____ GIVEN RECORDS

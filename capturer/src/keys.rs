use chrono::{DateTime, TimeZone};
use std::path::{Path, PathBuf};

/// File name for a capture taken at `at`, e.g. "2026-10-18-14-05-09.jpg".
pub fn capture_file_name<Tz: TimeZone>(at: &DateTime<Tz>) -> String
where
    Tz::Offset: std::fmt::Display,
{
    at.format("%Y-%m-%d-%H-%M-%S.jpg").to_string()
}

/// First path in `dir` for `file_name` that does not exist yet. A second
/// capture in the same second becomes "<stem>-1.jpg", then "<stem>-2.jpg", ...
pub fn unique_path(dir: &Path, file_name: &str) -> PathBuf {
    let candidate = dir.join(file_name);
    if !candidate.exists() {
        return candidate;
    }
    let (stem, ext) = file_name.rsplit_once('.').unwrap_or((file_name, ""));
    (1u32..)
        .map(|n| {
            if ext.is_empty() {
                dir.join(format!("{stem}-{n}"))
            } else {
                dir.join(format!("{stem}-{n}.{ext}"))
            }
        })
        .find(|p| !p.exists())
        .unwrap_or(candidate)
}

#[cfg(test)]
mod tests {
    use super::*;
    use chrono::{FixedOffset, Utc};

    #[test]
    fn test_name_format() {
        let at = Utc.with_ymd_and_hms(2026, 2, 8, 9, 3, 7).unwrap();
        assert_eq!(capture_file_name(&at), "2026-02-08-09-03-07.jpg");

        // Local fields are used, not UTC.
        let tokyo = FixedOffset::east_opt(9 * 3600).unwrap();
        assert_eq!(
            capture_file_name(&at.with_timezone(&tokyo)),
            "2026-02-08-18-03-07.jpg"
        );
    }

    #[test]
    fn test_unique_path_suffixes() {
        let dir = std::env::temp_dir().join(format!("framesnap-keys-{}", std::process::id()));
        std::fs::create_dir_all(&dir).unwrap();
        let name = "2026-02-08-09-03-07.jpg";

        let first = unique_path(&dir, name);
        assert_eq!(first, dir.join(name));
        std::fs::write(&first, b"x").unwrap();

        let second = unique_path(&dir, name);
        assert_eq!(second, dir.join("2026-02-08-09-03-07-1.jpg"));
        std::fs::write(&second, b"x").unwrap();

        assert_eq!(
            unique_path(&dir, name),
            dir.join("2026-02-08-09-03-07-2.jpg")
        );

        std::fs::remove_dir_all(&dir).unwrap();
    }
}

________

EXERCISE OBJECTIVE:
An exact repeat of all the records is required.

SOLUTION TO THIS EXERCISE:
filename capturer/src/keys.rs
use chrono::{DateTime, TimeZone};
use std::path::{Path, PathBuf};

/// File name for a capture taken at `at`, e.g. "2026-10-18-14-05-09.jpg".
pub fn capture_file_name<Tz: TimeZone>(at: &DateTime<Tz>) -> String
where
    Tz::Offset: std::fmt::Display,
{
    at.format("%Y-%m-%d-%H-%M-%S.jpg").to_string()
}

/// First path in `dir` for `file_name` that does not exist yet. A second
/// capture in the same second becomes "<stem>-1.jpg", then "<stem>-2.jpg", ...
pub fn unique_path(dir: &Path, file_name: &str) -> PathBuf {
    let candidate = dir.join(file_name);
    if !candidate.exists() {
        return candidate;
    }
    let (stem, ext) = file_name.rsplit_once('.').unwrap_or((file_name, ""));
    (1u32..)
        .map(|n| {
            if ext.is_empty() {
                dir.join(format!("{stem}-{n}"))
            } else {
                dir.join(format!("{stem}-{n}.{ext}"))
            }
        })
        .find(|p| !p.exists())
        .unwrap_or(candidate)
}

#[cfg(test)]
mod tests {
    use super::*;
    use chrono::{FixedOffset, Utc};

    #[test]
    fn test_name_format() {
        let at = Utc.with_ymd_and_hms(2026, 2, 8, 9, 3, 7).unwrap();
        assert_eq!(capture_file_name(&at), "2026-02-08-09-03-07.jpg");

        // Local fields are used, not UTC.
        let tokyo = FixedOffset::east_opt(9 * 3600).unwrap();
        assert_eq!(
            capture_file_name(&at.with_timezone(&tokyo)),
            "2026-02-08-18-03-07.jpg"
        );
    }

    #[test]
    fn test_unique_path_suffixes() {
        let dir = std::env::temp_dir().join(format!("framesnap-keys-{}", std::process::id()));
        std::fs::create_dir_all(&dir).unwrap();
        let name = "2026-02-08-09-03-07.jpg";

        let first = unique_path(&dir, name);
        assert_eq!(first, dir.join(name));
        std::fs::write(&first, b"x").unwrap();

        let second = unique_path(&dir, name);
        assert_eq!(second, dir.join("2026-02-08-09-03-07-1.jpg"));
        std::fs::write(&second, b"x").unwrap();

        assert_eq!(
            unique_path(&dir, name),
            dir.join("2026-02-08-09-03-07-2.jpg")
        );

        std::fs::remove_dir_all(&dir).unwrap();
    }
}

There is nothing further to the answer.